Available data.
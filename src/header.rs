//! ZX Spectrum file headers
//!
//! Two physical layouts carry the same type information:
//!
//! ```text
//! Tape header (17 bytes, optionally framed as 19):
//!   [1]  marker 0x00            (framed form only)
//!   [1]  file type
//!   [10] file name, space padded
//!   [2]  length (LE)
//!   [2]  field A (LE)           autostart line / load address / array name
//!   [2]  field B (LE)           program length / 0x8000
//!   [1]  XOR checksum           (framed form only)
//!
//! +3DOS disk header (128 bytes):
//!   [8]  "PLUS3DOS"
//!   [1]  0x1A
//!   [1]  issue, [1] version
//!   [4]  file length including this header (LE)
//!   [8]  type header: type, length, field A, field B, pad
//!   [..] reserved
//!   [1]  checksum: sum of bytes 0..127 mod 256
//! ```

use byteorder::{ByteOrder, LittleEndian};
use log::{debug, trace};

use crate::charset::{CharTable, Flavor, Generation};
use crate::error::HeaderError;

pub const TAPE_HEADER_LEN: usize = 17;
pub const FRAMED_TAPE_HEADER_LEN: usize = TAPE_HEADER_LEN + 2;
pub const TAPE_HEADER_MARKER: u8 = 0x00;
pub const FILE_NAME_LEN: usize = 10;

pub const DISK_HEADER_LEN: usize = 128;
pub const DISK_SIGNATURE: &[u8; 8] = b"PLUS3DOS";
pub const DISK_SENTINEL: u8 = 0x1A;
const DISK_TYPE_HEADER_OFFSET: usize = 15;
const DISK_TYPE_HEADER_LEN: usize = 8;

/// Autostart field value meaning "no autostart" (anything from here up)
pub const NO_AUTOSTART: u16 = 0x8000;
/// Load address used when none is known: the screen, so a wrong
/// `LOAD "" CODE` shows up as garbage on the display
pub const DEFAULT_LOAD_ADDRESS: u16 = 16384;
const CODE_TAPE_FIELD_B: u16 = 0x8000;

/// File type tag shared by both header layouts
#[derive(Debug, Clone, Copy, PartialEq, Eq)]
pub enum FileType {
    Program = 0,
    NumericArray = 1,
    CharArray = 2,
    CodeOrScreen = 3,
}

impl FileType {
    pub fn from_tag(tag: u8) -> Result<Self, HeaderError> {
        match tag {
            0 => Ok(FileType::Program),
            1 => Ok(FileType::NumericArray),
            2 => Ok(FileType::CharArray),
            3 => Ok(FileType::CodeOrScreen),
            _ => Err(HeaderError::UnknownFileType { tag }),
        }
    }

    pub fn tag(self) -> u8 {
        self as u8
    }
}

/// Type-dependent part of a header
#[derive(Debug, Clone, PartialEq, Eq)]
pub enum TypeDetail {
    /// BASIC program; `program_length` is the offset where variables begin
    Program { autostart: Option<u16>, program_length: u16 },
    NumericArray { name: char },
    CharArray { name: char },
    CodeOrScreen { load_address: u16 },
}

/// Where a type header is stored; CODE headers differ in field B
#[derive(Debug, Clone, Copy, PartialEq, Eq)]
enum Medium {
    Tape,
    Disk,
}

/// Type, length and the two type-dependent fields
#[derive(Debug, Clone, PartialEq, Eq)]
pub struct TypeHeader {
    pub length: u16,
    pub detail: TypeDetail,
}

impl TypeHeader {
    /// CODE block of `length` bytes loading at `load_address`
    pub fn code(length: u16, load_address: u16) -> Self {
        Self { length, detail: TypeDetail::CodeOrScreen { load_address } }
    }

    pub fn program(length: u16, autostart: Option<u16>, program_length: u16) -> Self {
        Self { length, detail: TypeDetail::Program { autostart, program_length } }
    }

    pub fn file_type(&self) -> FileType {
        match self.detail {
            TypeDetail::Program { .. } => FileType::Program,
            TypeDetail::NumericArray { .. } => FileType::NumericArray,
            TypeDetail::CharArray { .. } => FileType::CharArray,
            TypeDetail::CodeOrScreen { .. } => FileType::CodeOrScreen,
        }
    }

    /// Offset where program ends and variables begin, for BASIC programs
    pub fn program_length(&self) -> Option<u16> {
        match self.detail {
            TypeDetail::Program { program_length, .. } => Some(program_length),
            _ => None,
        }
    }

    /// Decode from the type tag and the 6 bytes holding length, field A and field B
    fn decode(tag: u8, fields: &[u8]) -> Result<Self, HeaderError> {
        let file_type = FileType::from_tag(tag)?;
        let length = LittleEndian::read_u16(&fields[0..2]);
        let field_a = LittleEndian::read_u16(&fields[2..4]);
        let field_b = LittleEndian::read_u16(&fields[4..6]);

        let detail = match file_type {
            FileType::Program => {
                let autostart = match field_a {
                    NO_AUTOSTART..=u16::MAX => None,
                    1..=9999 => Some(field_a),
                    _ => {
                        return Err(HeaderError::InvalidField {
                            field: "autostart line",
                            value: field_a,
                        })
                    }
                };
                TypeDetail::Program { autostart, program_length: field_b }
            }
            FileType::NumericArray => {
                TypeDetail::NumericArray { name: decode_array_name(fields[3])? }
            }
            FileType::CharArray => TypeDetail::CharArray { name: decode_array_name(fields[3])? },
            FileType::CodeOrScreen => TypeDetail::CodeOrScreen { load_address: field_a },
        };

        Ok(Self { length, detail })
    }

    /// Encode the type tag followed by length, field A and field B (7 bytes)
    fn encode(&self, out: &mut [u8], medium: Medium) {
        out[0] = self.file_type().tag();
        LittleEndian::write_u16(&mut out[1..3], self.length);

        let (field_a, field_b) = match self.detail {
            TypeDetail::Program { autostart, program_length } => {
                (autostart.unwrap_or(NO_AUTOSTART), program_length)
            }
            TypeDetail::NumericArray { name } => (u16::from(encode_array_name(name, 0x80)) << 8, 0),
            TypeDetail::CharArray { name } => (u16::from(encode_array_name(name, 0xC0)) << 8, 0),
            TypeDetail::CodeOrScreen { load_address } => match medium {
                Medium::Tape => (load_address, CODE_TAPE_FIELD_B),
                Medium::Disk => (load_address, 0),
            },
        };
        LittleEndian::write_u16(&mut out[3..5], field_a);
        LittleEndian::write_u16(&mut out[5..7], field_b);
    }
}

/// Array names are stored either as a plain letter or in the ROM's
/// variable-name form, whose low five bits index the letter
fn decode_array_name(byte: u8) -> Result<char, HeaderError> {
    if byte.is_ascii_alphabetic() {
        return Ok(byte.to_ascii_lowercase() as char);
    }
    let index = byte & 0x1F;
    if byte & 0x80 != 0 && (1..=26).contains(&index) {
        return Ok((b'a' + index - 1) as char);
    }
    Err(HeaderError::InvalidField { field: "array name", value: u16::from(byte) })
}

fn encode_array_name(name: char, kind_bits: u8) -> u8 {
    let letter = if name.is_ascii_alphabetic() { name as u8 } else { b'a' };
    kind_bits | (letter & 0x1F)
}

/// Sum of bytes modulo 256
fn additive_checksum(bytes: &[u8]) -> u8 {
    bytes.iter().fold(0u8, |acc, &b| acc.wrapping_add(b))
}

/// XOR of all bytes
fn xor_checksum(bytes: &[u8]) -> u8 {
    bytes.iter().fold(0u8, |acc, &b| acc ^ b)
}

fn name_table() -> &'static CharTable {
    CharTable::shared(Generation::Spectrum48, Flavor::Assembler)
}

/// +3DOS file header found at the start of files copied off a +3 disk
#[derive(Debug, Clone, PartialEq, Eq)]
pub struct DiskHeader {
    pub issue: u8,
    pub version: u8,
    /// File length including the 128-byte header
    pub file_length: u32,
    /// `None` when the embedded type header is all zeroes
    pub type_header: Option<TypeHeader>,
}

impl DiskHeader {
    /// Header for a CODE file of `data_length` bytes at the default load address
    pub fn for_code(data_length: usize) -> Result<Self, HeaderError> {
        let overflow = |max: usize| HeaderError::LengthOverflow { length: data_length, max };
        let length = u16::try_from(data_length).map_err(|_| overflow(u16::MAX as usize))?;
        let file_length = u32::try_from(data_length + DISK_HEADER_LEN)
            .map_err(|_| overflow(u32::MAX as usize))?;

        Ok(Self {
            issue: 1,
            version: 0,
            file_length,
            type_header: Some(TypeHeader::code(length, DEFAULT_LOAD_ADDRESS)),
        })
    }

    /// Look for a valid header in the first 128 bytes of `input`.
    ///
    /// Missing or damaged headers are expected and yield `None`.
    pub fn detect(input: &[u8]) -> Option<Self> {
        let Some(bytes) = input.get(..DISK_HEADER_LEN) else {
            trace!("Input shorter than a disk header ({} bytes)", input.len());
            return None;
        };

        if &bytes[0..8] != DISK_SIGNATURE || bytes[8] != DISK_SENTINEL {
            trace!("No disk header signature");
            return None;
        }

        let expected = bytes[DISK_HEADER_LEN - 1];
        let actual = additive_checksum(&bytes[..DISK_HEADER_LEN - 1]);
        if expected != actual {
            debug!(
                "Disk header signature found but checksum fails: expected={:#04x}, actual={:#04x}",
                expected, actual
            );
            return None;
        }

        let type_end = DISK_TYPE_HEADER_OFFSET + DISK_TYPE_HEADER_LEN;
        let type_bytes = &bytes[DISK_TYPE_HEADER_OFFSET..type_end];
        let type_header = if type_bytes.iter().all(|&b| b == 0) {
            None
        } else {
            match TypeHeader::decode(type_bytes[0], &type_bytes[1..7]) {
                Ok(th) => Some(th),
                Err(e) => {
                    debug!("Disk header type information rejected: {}", e);
                    return None;
                }
            }
        };

        let header = Self {
            issue: bytes[9],
            version: bytes[10],
            file_length: LittleEndian::read_u32(&bytes[11..15]),
            type_header,
        };
        debug!(
            "Disk header found: file_length={}, type={:?}",
            header.file_length, header.type_header
        );
        Some(header)
    }

    /// Length of the data following the header
    pub fn data_length(&self) -> usize {
        (self.file_length as usize).saturating_sub(DISK_HEADER_LEN)
    }

    pub fn to_bytes(&self) -> [u8; DISK_HEADER_LEN] {
        let mut bytes = [0u8; DISK_HEADER_LEN];
        bytes[0..8].copy_from_slice(DISK_SIGNATURE);
        bytes[8] = DISK_SENTINEL;
        bytes[9] = self.issue;
        bytes[10] = self.version;
        LittleEndian::write_u32(&mut bytes[11..15], self.file_length);
        if let Some(th) = &self.type_header {
            let fields = &mut bytes[DISK_TYPE_HEADER_OFFSET..DISK_TYPE_HEADER_OFFSET + 7];
            th.encode(fields, Medium::Disk);
        }
        bytes[DISK_HEADER_LEN - 1] = additive_checksum(&bytes[..DISK_HEADER_LEN - 1]);
        bytes
    }
}

/// Whether the tape header came with a checksum that was verified
#[derive(Debug, Clone, Copy, PartialEq, Eq)]
pub enum Integrity {
    /// Framed form, XOR checksum matched
    Verified,
    /// Bare 17-byte payload, nothing to check
    Unchecked,
}

/// Tape header block
#[derive(Debug, Clone, PartialEq, Eq)]
pub struct TapeHeader {
    pub name: String,
    pub type_header: TypeHeader,
    pub integrity: Integrity,
}

impl TapeHeader {
    /// Header for a CODE file of `length` bytes at the default load address
    pub fn for_code(name: &str, length: usize) -> Result<Self, HeaderError> {
        let length = u16::try_from(length)
            .map_err(|_| HeaderError::LengthOverflow { length, max: u16::MAX as usize })?;
        Ok(Self {
            name: name.trim().to_string(),
            type_header: TypeHeader::code(length, DEFAULT_LOAD_ADDRESS),
            integrity: Integrity::Unchecked,
        })
    }

    /// Parse a user-supplied header, either the bare 17-byte payload or the
    /// 19-byte block with leading marker and trailing XOR checksum
    pub fn parse(bytes: &[u8]) -> Result<Self, HeaderError> {
        let (payload, integrity) = match bytes.len() {
            TAPE_HEADER_LEN => (bytes, Integrity::Unchecked),
            FRAMED_TAPE_HEADER_LEN => {
                if bytes[0] != TAPE_HEADER_MARKER {
                    return Err(HeaderError::MissingMarker { found: bytes[0] });
                }
                let payload = &bytes[1..FRAMED_TAPE_HEADER_LEN - 1];
                let expected = bytes[FRAMED_TAPE_HEADER_LEN - 1];
                let actual = xor_checksum(payload);
                if expected != actual {
                    return Err(HeaderError::ChecksumMismatch { expected, actual });
                }
                (payload, Integrity::Verified)
            }
            found => return Err(HeaderError::InvalidLength { found }),
        };

        let type_header = TypeHeader::decode(payload[0], &payload[1 + FILE_NAME_LEN..])?;
        let name = name_table().to_text(&payload[1..1 + FILE_NAME_LEN]).trim().to_string();

        debug!(
            "Tape header parsed: name='{}', type={:?}, integrity={:?}",
            name, type_header, integrity
        );
        Ok(Self { name, type_header, integrity })
    }

    /// Bare 17-byte payload
    pub fn to_bytes(&self) -> [u8; TAPE_HEADER_LEN] {
        let mut bytes = [0u8; TAPE_HEADER_LEN];

        let mut name = name_table().from_text(self.name.trim());
        name.resize(FILE_NAME_LEN, b' ');
        bytes[1..1 + FILE_NAME_LEN].copy_from_slice(&name);

        let mut fields = [0u8; 7];
        self.type_header.encode(&mut fields, Medium::Tape);
        bytes[0] = fields[0];
        bytes[1 + FILE_NAME_LEN..].copy_from_slice(&fields[1..]);
        bytes
    }

    /// 19-byte block: marker, payload, XOR checksum
    pub fn to_framed_bytes(&self) -> [u8; FRAMED_TAPE_HEADER_LEN] {
        let payload = self.to_bytes();
        let mut bytes = [0u8; FRAMED_TAPE_HEADER_LEN];
        bytes[0] = TAPE_HEADER_MARKER;
        bytes[1..FRAMED_TAPE_HEADER_LEN - 1].copy_from_slice(&payload);
        bytes[FRAMED_TAPE_HEADER_LEN - 1] = xor_checksum(&payload);
        bytes
    }
}

/// Header information available for one conversion run
#[derive(Debug, Clone, Default, PartialEq, Eq)]
pub enum FileHeader {
    #[default]
    None,
    Disk(DiskHeader),
    Tape(TapeHeader),
}

impl FileHeader {
    pub fn is_present(&self) -> bool {
        !matches!(self, FileHeader::None)
    }

    pub fn type_header(&self) -> Option<&TypeHeader> {
        match self {
            FileHeader::None => None,
            FileHeader::Disk(disk) => disk.type_header.as_ref(),
            FileHeader::Tape(tape) => Some(&tape.type_header),
        }
    }

    pub fn file_type(&self) -> Option<FileType> {
        self.type_header().map(TypeHeader::file_type)
    }

    /// Declared data length (excluding any disk header)
    pub fn length(&self) -> Option<usize> {
        match self {
            FileHeader::None => None,
            FileHeader::Disk(disk) => Some(disk.data_length()),
            FileHeader::Tape(tape) => Some(tape.type_header.length as usize),
        }
    }

    /// Declared program/variables boundary for BASIC programs
    pub fn program_length(&self) -> Option<usize> {
        self.type_header()
            .and_then(TypeHeader::program_length)
            .map(usize::from)
    }

    /// True when a checksum backed the header
    pub fn is_verified(&self) -> bool {
        match self {
            FileHeader::None => false,
            FileHeader::Disk(_) => true,
            FileHeader::Tape(tape) => tape.integrity == Integrity::Verified,
        }
    }
}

What you need to do.
Only the lines from the one with "backed the header" to the end of the listing are wanted. Print them exactly, keeping both ends.

Reply.
    /// True when a checksum backed the header
    pub fn is_verified(&self) -> bool {
        match self {
            FileHeader::None => false,
            FileHeader::Disk(_) => true,
            FileHeader::Tape(tape) => tape.integrity == Integrity::Verified,
        }
    }
}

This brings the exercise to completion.